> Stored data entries
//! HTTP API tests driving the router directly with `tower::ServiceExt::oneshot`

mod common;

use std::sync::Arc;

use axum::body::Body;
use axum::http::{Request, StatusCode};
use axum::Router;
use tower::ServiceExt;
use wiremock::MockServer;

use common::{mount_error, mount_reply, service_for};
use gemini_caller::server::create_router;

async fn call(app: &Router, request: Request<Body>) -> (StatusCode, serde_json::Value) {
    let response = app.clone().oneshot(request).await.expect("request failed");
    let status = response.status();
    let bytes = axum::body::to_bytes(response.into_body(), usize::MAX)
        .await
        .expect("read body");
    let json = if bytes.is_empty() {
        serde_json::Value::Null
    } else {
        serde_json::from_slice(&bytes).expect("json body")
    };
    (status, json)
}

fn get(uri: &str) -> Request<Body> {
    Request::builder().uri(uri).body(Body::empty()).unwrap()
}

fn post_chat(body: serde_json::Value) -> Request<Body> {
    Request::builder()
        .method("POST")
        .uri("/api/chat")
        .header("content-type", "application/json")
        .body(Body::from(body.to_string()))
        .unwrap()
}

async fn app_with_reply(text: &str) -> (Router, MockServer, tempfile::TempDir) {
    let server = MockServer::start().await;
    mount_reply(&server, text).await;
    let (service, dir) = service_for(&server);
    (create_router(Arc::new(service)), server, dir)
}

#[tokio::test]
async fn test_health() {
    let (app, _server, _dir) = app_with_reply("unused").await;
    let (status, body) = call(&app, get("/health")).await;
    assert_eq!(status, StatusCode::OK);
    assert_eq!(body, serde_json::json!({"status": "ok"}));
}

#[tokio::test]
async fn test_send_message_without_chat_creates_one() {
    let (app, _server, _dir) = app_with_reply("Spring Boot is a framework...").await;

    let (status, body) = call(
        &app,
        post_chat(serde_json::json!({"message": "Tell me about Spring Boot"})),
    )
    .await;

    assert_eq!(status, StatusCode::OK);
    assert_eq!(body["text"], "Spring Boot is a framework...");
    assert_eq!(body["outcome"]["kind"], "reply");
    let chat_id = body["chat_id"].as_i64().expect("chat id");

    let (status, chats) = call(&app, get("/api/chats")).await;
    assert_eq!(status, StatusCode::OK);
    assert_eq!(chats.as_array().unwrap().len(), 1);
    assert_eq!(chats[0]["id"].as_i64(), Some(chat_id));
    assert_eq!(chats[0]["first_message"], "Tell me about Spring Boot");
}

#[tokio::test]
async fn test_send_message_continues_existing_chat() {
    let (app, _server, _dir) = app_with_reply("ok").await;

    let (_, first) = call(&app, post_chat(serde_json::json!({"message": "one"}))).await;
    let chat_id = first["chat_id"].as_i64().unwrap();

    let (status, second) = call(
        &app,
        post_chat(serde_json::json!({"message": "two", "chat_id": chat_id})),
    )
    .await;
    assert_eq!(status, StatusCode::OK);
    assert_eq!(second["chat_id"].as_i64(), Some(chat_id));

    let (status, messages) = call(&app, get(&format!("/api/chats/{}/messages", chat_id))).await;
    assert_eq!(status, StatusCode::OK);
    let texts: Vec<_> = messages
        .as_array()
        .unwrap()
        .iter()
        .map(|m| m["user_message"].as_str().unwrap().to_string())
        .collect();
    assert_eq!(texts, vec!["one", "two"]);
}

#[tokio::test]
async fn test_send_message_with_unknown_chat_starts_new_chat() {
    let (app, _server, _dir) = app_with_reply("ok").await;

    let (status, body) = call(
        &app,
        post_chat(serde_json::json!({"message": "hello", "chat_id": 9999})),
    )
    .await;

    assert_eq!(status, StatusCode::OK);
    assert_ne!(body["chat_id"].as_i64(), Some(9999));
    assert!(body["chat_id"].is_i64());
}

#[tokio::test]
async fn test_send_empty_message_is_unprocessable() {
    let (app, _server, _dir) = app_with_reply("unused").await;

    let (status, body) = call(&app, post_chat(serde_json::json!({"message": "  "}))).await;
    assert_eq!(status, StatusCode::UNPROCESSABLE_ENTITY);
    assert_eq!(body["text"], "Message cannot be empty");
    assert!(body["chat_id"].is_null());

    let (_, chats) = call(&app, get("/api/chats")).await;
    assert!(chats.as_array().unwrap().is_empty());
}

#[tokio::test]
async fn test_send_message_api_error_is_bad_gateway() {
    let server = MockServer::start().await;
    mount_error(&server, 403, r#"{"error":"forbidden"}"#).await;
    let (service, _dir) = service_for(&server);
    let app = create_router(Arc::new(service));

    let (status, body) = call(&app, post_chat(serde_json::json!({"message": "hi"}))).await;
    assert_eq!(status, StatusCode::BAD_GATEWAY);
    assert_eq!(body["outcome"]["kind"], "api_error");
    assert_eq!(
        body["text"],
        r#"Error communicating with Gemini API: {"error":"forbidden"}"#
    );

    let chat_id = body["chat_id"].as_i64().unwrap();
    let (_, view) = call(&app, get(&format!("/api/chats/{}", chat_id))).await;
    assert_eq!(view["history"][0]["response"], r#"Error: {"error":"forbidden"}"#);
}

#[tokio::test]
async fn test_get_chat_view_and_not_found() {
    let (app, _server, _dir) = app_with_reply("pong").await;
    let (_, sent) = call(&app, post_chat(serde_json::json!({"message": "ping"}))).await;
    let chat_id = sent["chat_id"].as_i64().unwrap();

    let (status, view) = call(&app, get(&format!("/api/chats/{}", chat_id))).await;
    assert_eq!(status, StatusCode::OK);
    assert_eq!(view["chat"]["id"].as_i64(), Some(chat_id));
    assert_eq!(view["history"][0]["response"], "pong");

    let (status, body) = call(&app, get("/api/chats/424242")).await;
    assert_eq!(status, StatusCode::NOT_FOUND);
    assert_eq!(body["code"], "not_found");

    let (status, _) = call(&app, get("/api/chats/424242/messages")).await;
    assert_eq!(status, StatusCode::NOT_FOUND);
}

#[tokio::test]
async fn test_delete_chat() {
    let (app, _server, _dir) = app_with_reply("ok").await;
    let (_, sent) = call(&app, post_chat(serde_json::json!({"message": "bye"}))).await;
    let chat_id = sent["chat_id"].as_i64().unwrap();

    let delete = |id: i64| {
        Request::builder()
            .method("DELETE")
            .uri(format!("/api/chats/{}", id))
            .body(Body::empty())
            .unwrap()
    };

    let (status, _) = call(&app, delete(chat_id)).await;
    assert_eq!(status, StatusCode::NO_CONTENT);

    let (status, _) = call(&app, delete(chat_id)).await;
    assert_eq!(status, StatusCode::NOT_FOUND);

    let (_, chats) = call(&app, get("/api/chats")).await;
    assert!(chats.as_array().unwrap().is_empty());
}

--

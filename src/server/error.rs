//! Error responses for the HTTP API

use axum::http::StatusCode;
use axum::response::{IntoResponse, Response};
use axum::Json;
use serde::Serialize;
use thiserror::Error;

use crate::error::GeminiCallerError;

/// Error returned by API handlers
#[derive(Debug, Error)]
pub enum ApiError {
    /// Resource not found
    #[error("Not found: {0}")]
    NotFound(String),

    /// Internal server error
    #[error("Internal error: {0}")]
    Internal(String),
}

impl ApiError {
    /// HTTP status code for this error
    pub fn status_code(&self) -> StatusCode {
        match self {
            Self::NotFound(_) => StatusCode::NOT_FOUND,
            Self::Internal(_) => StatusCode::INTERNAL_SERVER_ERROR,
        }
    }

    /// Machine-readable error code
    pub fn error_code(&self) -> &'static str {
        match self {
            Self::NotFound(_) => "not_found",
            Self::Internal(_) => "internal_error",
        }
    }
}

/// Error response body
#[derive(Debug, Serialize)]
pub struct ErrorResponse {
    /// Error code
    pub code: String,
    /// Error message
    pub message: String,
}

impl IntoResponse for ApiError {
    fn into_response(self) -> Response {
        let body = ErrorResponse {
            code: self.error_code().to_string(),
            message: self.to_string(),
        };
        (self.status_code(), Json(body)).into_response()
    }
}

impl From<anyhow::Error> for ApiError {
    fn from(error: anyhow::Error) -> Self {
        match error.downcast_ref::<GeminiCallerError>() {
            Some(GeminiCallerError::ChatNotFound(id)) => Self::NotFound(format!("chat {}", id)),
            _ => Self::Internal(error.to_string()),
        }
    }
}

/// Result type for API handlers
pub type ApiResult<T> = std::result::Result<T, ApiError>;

> ACTION ITEM
For each line above that includes the word "NotFound", make a copy of that line.

> ANSWER TO THE PROBLEM
    NotFound(String),
            Self::NotFound(_) => StatusCode::NOT_FOUND,
            Self::NotFound(_) => "not_found",
            Some(GeminiCallerError::ChatNotFound(id)) => Self::NotFound(format!("chat {}", id)),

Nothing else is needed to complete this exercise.